Then we get this astounding thievery by corporate crooks in the railway era, with the shocking collusion of Rockefeller and Vanderbilt to establish the oil monopoly by predatory pricing, and by the Chicago meatworks barons to prevent investment in Iowa.
When we look at these events in history it is clear that even the most perfectly written constitution and Bill of Rights cannot protect all citizens from the creative ways that some will find to exploit others. DWill's thread above of the courts willing to defend the industrialists in their exploitation of workers and children is but one other example.

The insightful Alexis de Tocqueville understood how this possibility could occur. Back in chapter 1, Woodard quotes him from Democracy in America :" I am convinced that the most advantageous situation and the best possible laws cannot maintain a constitution in spite of the customs of the country; while the latter may turn to some advantage the most unfavorable positions and the worst laws.
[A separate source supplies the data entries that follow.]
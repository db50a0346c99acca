//! OpLog type.
//!
//! Ordered record of the structural changes between two bundles.

use serde::{Deserialize, Serialize};

/// Kind of change recorded by a [`DiffItem`].
#[derive(Debug, Clone, PartialEq, Eq, Serialize, Deserialize)]
#[serde(from = "String", into = "String")]
pub enum Operation {
    Add,
    Remove,
    Replace,
    /// Anything else found in a deserialized log.
    Unknown(String),
}

impl Operation {
    pub fn as_str(&self) -> &str {
        match self {
            Self::Add => "add",
            Self::Remove => "remove",
            Self::Replace => "replace",
            Self::Unknown(other) => other,
        }
    }
}

impl From<String> for Operation {
    fn from(value: String) -> Self {
        match value.as_str() {
            "add" => Self::Add,
            "remove" => Self::Remove,
            "replace" => Self::Replace,
            _ => Self::Unknown(value),
        }
    }
}

impl From<Operation> for String {
    fn from(value: Operation) -> Self {
        value.as_str().to_string()
    }
}

/// Object a [`DiffItem`] refers to.
#[derive(Debug, Clone, PartialEq, Eq, Serialize, Deserialize)]
#[serde(from = "String", into = "String")]
pub enum ItemType {
    Package,
    Secret,
    Unknown(String),
}

impl ItemType {
    pub fn as_str(&self) -> &str {
        match self {
            Self::Package => "package",
            Self::Secret => "secret",
            Self::Unknown(other) => other,
        }
    }
}

impl From<String> for ItemType {
    fn from(value: String) -> Self {
        match value.as_str() {
            "package" => Self::Package,
            "secret" => Self::Secret,
            _ => Self::Unknown(value),
        }
    }
}

impl From<ItemType> for String {
    fn from(value: ItemType) -> Self {
        value.as_str().to_string()
    }
}

/// A single entry of an [`OpLog`].
#[derive(Debug, Clone, PartialEq, Eq, Serialize, Deserialize)]
pub struct DiffItem {
    #[serde(rename = "op")]
    operation: Operation,
    #[serde(rename = "type")]
    item_type: ItemType,
    path: String,
    #[serde(default, skip_serializing_if = "Option::is_none")]
    value: Option<String>,
}

impl DiffItem {
    /// Create a new item.
    pub fn new(
        operation: Operation,
        item_type: ItemType,
        path: impl Into<String>,
        value: Option<String>,
    ) -> Self {
        Self {
            operation,
            item_type,
            path: path.into(),
            value,
        }
    }

    /// Package-level item.
    pub fn package(operation: Operation, name: &str) -> Self {
        Self::new(operation, ItemType::Package, name, None)
    }

    /// Secret-level item with a `<pkg>#<key>` path.
    pub fn secret(operation: Operation, package: &str, key: &str, value: Option<String>) -> Self {
        Self::new(
            operation,
            ItemType::Secret,
            format!("{}#{}", package, key),
            value,
        )
    }

    pub fn operation(&self) -> &Operation {
        &self.operation
    }

    pub fn item_type(&self) -> &ItemType {
        &self.item_type
    }

    pub fn path(&self) -> &str {
        &self.path
    }

    /// Unpacked value; absent for removals.
    pub fn value(&self) -> Option<&str> {
        self.value.as_deref()
    }

    /// Split a secret path into package name and key.
    pub fn secret_path(&self) -> Option<(&str, &str)> {
        self.path.split_once('#')
    }
}

impl std::fmt::Display for DiffItem {
    fn fmt(&self, f: &mut std::fmt::Formatter<'_>) -> std::fmt::Result {
        write!(
            f,
            "{}/{} {}",
            self.operation.as_str(),
            self.item_type.as_str(),
            self.path
        )
    }
}

/// Ordered sequence of diff items.
#[derive(Debug, Clone, Default, PartialEq, Eq, Serialize, Deserialize)]
#[serde(transparent)]
pub struct OpLog {
    items: Vec<DiffItem>,
}

impl OpLog {
    pub fn new() -> Self {
        Self::default()
    }

    pub fn push(&mut self, item: DiffItem) {
        self.items.push(item);
    }

    /// All items, in emission order.
    pub fn items(&self) -> &[DiffItem] {
        &self.items
    }

    pub fn iter(&self) -> std::slice::Iter<'_, DiffItem> {
        self.items.iter()
    }

    /// Only additions.
    pub fn added(&self) -> Vec<&DiffItem> {
        self.filter(&Operation::Add)
    }

    /// Only removals.
    pub fn removed(&self) -> Vec<&DiffItem> {
        self.filter(&Operation::Remove)
    }

    /// Only replacements.
    pub fn replaced(&self) -> Vec<&DiffItem> {
        self.filter(&Operation::Replace)
    }

    fn filter(&self, operation: &Operation) -> Vec<&DiffItem> {
        self.items
            .iter()
            .filter(|i| &i.operation == operation)
            .collect()
    }

    pub fn len(&self) -> usize {
        self.items.len()
    }

    pub fn is_empty(&self) -> bool {
        self.items.is_empty()
    }
}

impl From<Vec<DiffItem>> for OpLog {
    fn from(items: Vec<DiffItem>) -> Self {
        Self { items }
    }
}

impl IntoIterator for OpLog {
    type Item = DiffItem;
    type IntoIter = std::vec::IntoIter<DiffItem>;

    fn into_iter(self) -> Self::IntoIter {
        self.items.into_iter()
    }
}

impl<'a> IntoIterator for &'a OpLog {
    type Item = &'a DiffItem;
    type IntoIter = std::slice::Iter<'a, DiffItem>;

    fn into_iter(self) -> Self::IntoIter {
        self.items.iter()
    }
}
So seriously do I insist upon this head that, if I have hitherto failed in making the reader feel the importance of the practical experience, the habits, the opinion and in short, of the customs of the Americans upon the maintenance of their institutions, I have failed in the principal object of my work".

Woodard says it best when he quotes John Stuart Mill: "The paradox of broad individual freedom is that it requires individuals to act altruistically and the successful to be willing to 'pay it forward' to support the institutional and cultural achievements that made their own ascent possible".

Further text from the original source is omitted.